Research for bladder cancer is ongoing. The following advances may still be under investigation in clinical trials and may not be approved or available at this time. Always discuss all diagnostic and treatment options with your doctor.
Laparoscopic cystectomy. In laparoscopic surgery, the surgeon makes several small incisions, instead of the one larger incision used in traditional surgery. The surgeon uses telescoping equipment to remove the bladder. This surgery may take longer, but it is less painful afterward and patients recover more quickly. Several studies are in progress to determine whether laparoscopic cystectomy is as safe as the standard “open” surgical approach and whether the cure rates are the same.
Photodynamic therapy (PDT). PDT may be useful to treat early stages of bladder cancer. During photodynamic therapy, a patient receives an injection of a nontoxic chemical, which collects in the tumor for a few days. The doctor then focuses a special laser light on the cancer, which changes the collected chemical into a new chemical that can kill the tumor with very little harm to normal cells.
Molecular testing. Tests to identify changes to genes or proteins that could be a sign of bladder cancer may help predict a bladder cancer recurrence or predict which patients may need more aggressive treatment. DNA changes may also help predict prognosis for people with bladder cancer.
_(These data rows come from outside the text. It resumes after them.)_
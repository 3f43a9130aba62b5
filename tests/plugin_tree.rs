//! End-to-end replay of a branching plugin tree.
//!
//! ```text
//!   R o o t       OtherRoot
//!     /|\             |
//!    / | \            |
//!   A  B  C       OtherSub
//!   | /|
//!   |/ |
//!   D  E
//!   |
//!   F
//! ```

use serde_json::{json, Value};
use std::sync::Arc;
use strata::plugin::{Call, Registry, TypeHandle, TypeSpec};

struct Tree {
    root: TypeHandle,
    other_root: TypeHandle,
    other_sub: TypeHandle,
    c: TypeHandle,
    e: TypeHandle,
    f: TypeHandle,
}

fn build(registry: &Registry) -> Tree {
    let root = registry
        .declare(TypeSpec::root("Root").with_method("describe", |_, _| Ok(json!(["Root"]))))
        .unwrap();
    assert_eq!(registry.frontier_names(&root).unwrap(), vec!["Root"]);

    let other_root = registry.declare(TypeSpec::root("OtherRoot")).unwrap();
    assert_eq!(registry.frontier_names(&root).unwrap(), vec!["Root"]);
    assert_eq!(registry.frontier_names(&other_root).unwrap(), vec!["OtherRoot"]);

    let other_sub = registry
        .declare(TypeSpec::new("OtherSub").with_base(&other_root))
        .unwrap();
    assert_eq!(registry.frontier_names(&other_sub).unwrap(), vec!["OtherSub"]);

    // Each plugin prepends its own name and defers to the rest of the chain.
    let describe = |call: &Call, args: Value| -> strata::Result<Value> {
        let mut rest = call.next(args)?;
        if let Some(list) = rest.as_array_mut() {
            list.insert(0, json!(call.owner().name()));
        }
        Ok(rest)
    };

    let a = registry
        .declare(TypeSpec::new("A").with_base(&root).with_method("describe", describe))
        .unwrap();
    let b = registry
        .declare(TypeSpec::new("B").with_base(&root).with_method("describe", describe))
        .unwrap();
    let c = registry
        .declare(TypeSpec::new("C").with_base(&root).with_method("describe", describe))
        .unwrap();
    assert_eq!(registry.frontier_names(&c).unwrap(), vec!["A", "B", "C"]);

    let d = registry.declare(TypeSpec::new("D").with_bases([&a, &b])).unwrap();
    assert_eq!(registry.frontier_names(&d).unwrap(), vec!["C", "D"]);

    let e = registry
        .declare(TypeSpec::new("E").with_base(&b).with_method("describe", describe))
        .unwrap();
    assert_eq!(registry.frontier_names(&e).unwrap(), vec!["C", "D", "E"]);

    let f = registry.declare(TypeSpec::new("F").with_base(&d)).unwrap();
    assert_eq!(registry.frontier_names(&f).unwrap(), vec!["C", "E", "F"]);

    Tree {
        root,
        other_root,
        other_sub,
        c,
        e,
        f,
    }
}

#[test]
fn composite_covers_frontier_and_is_cached() {
    let registry = Registry::new();
    let tree = build(&registry);

    let xt = registry.get_extended(&tree.root).unwrap();
    assert_eq!(xt.name(), "RootPluginExtended");
    let mut bases: Vec<&str> = xt.bases().iter().map(TypeHandle::name).collect();
    bases.sort();
    assert_eq!(bases, vec!["C", "E", "F"]);

    let again = registry.get_extended(&tree.root).unwrap();
    assert!(Arc::ptr_eq(&xt, &again));
}

#[test]
fn entry_points_share_cache_until_next_declaration() {
    let registry = Registry::new();
    let tree = build(&registry);

    let xt = tree.f.plugin_extended().unwrap();
    let xt2 = tree.e.plugin_extended().unwrap();
    assert!(Arc::ptr_eq(&xt, &xt2));

    registry.declare(TypeSpec::new("ETC").with_base(&tree.f)).unwrap();
    let xt3 = tree.e.plugin_extended().unwrap();
    assert!(!Arc::ptr_eq(&xt3, &xt2));
    assert_eq!(registry.frontier_names(&tree.c).unwrap(), vec!["C", "E", "ETC"]);
}

#[test]
fn other_root_is_untouched() {
    let registry = Registry::new();
    let tree = build(&registry);

    let other = registry.get_extended(&tree.other_root).unwrap();
    registry.get_extended(&tree.root).unwrap();
    registry.declare(TypeSpec::new("G").with_base(&tree.c)).unwrap();

    assert!(registry.is_cache_valid(&tree.other_sub).unwrap());
    assert_eq!(registry.frontier_names(&tree.other_root).unwrap(), vec!["OtherSub"]);
    assert!(Arc::ptr_eq(&other, &registry.get_extended(&tree.other_sub).unwrap()));
}

#[test]
fn composite_runs_every_branch() {
    let registry = Registry::new();
    let tree = build(&registry);

    let xt = registry.get_extended(&tree.root).unwrap();
    let described = xt.invoke("describe", Value::Null).unwrap();
    let names: Vec<&str> = described
        .as_array()
        .unwrap()
        .iter()
        .filter_map(Value::as_str)
        .collect();

    // Every branch contributes once and the root answers last.
    let mut plugins = names[..names.len() - 1].to_vec();
    plugins.sort();
    assert_eq!(plugins, vec!["A", "B", "C", "E"]);
    assert_eq!(names.last(), Some(&"Root"));

    // A linearization keeps each type ahead of its ancestors.
    let pos = |n: &str| names.iter().position(|x| *x == n).unwrap();
    assert!(pos("E") < pos("B"));
    assert!(pos("A") < pos("B"));
}

#[test]
fn snapshot_reports_tree() {
    let registry = Registry::new();
    let tree = build(&registry);
    registry.get_extended(&tree.root).unwrap();

    let snapshot = registry.snapshot().unwrap();
    let root = snapshot.root("Root").unwrap();
    assert_eq!(root.frontier, vec!["C", "E", "F"]);
    assert!(root.cache_valid);
    assert!(!snapshot.root("OtherRoot").unwrap().cache_valid);
}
Targeted therapy. Targeted therapy is a treatment that targets faulty genes or proteins that contribute to cancer growth and development. New treatments based on what is known about genetics and how changes in genes cause cancer to develop are already available for some cancers. Research is underway to determine how this approach may be useful in treating bladder cancer.
New chemotherapy/combinations. As described in the Treatment section, researchers are investigating new drugs and new combinations of chemotherapy.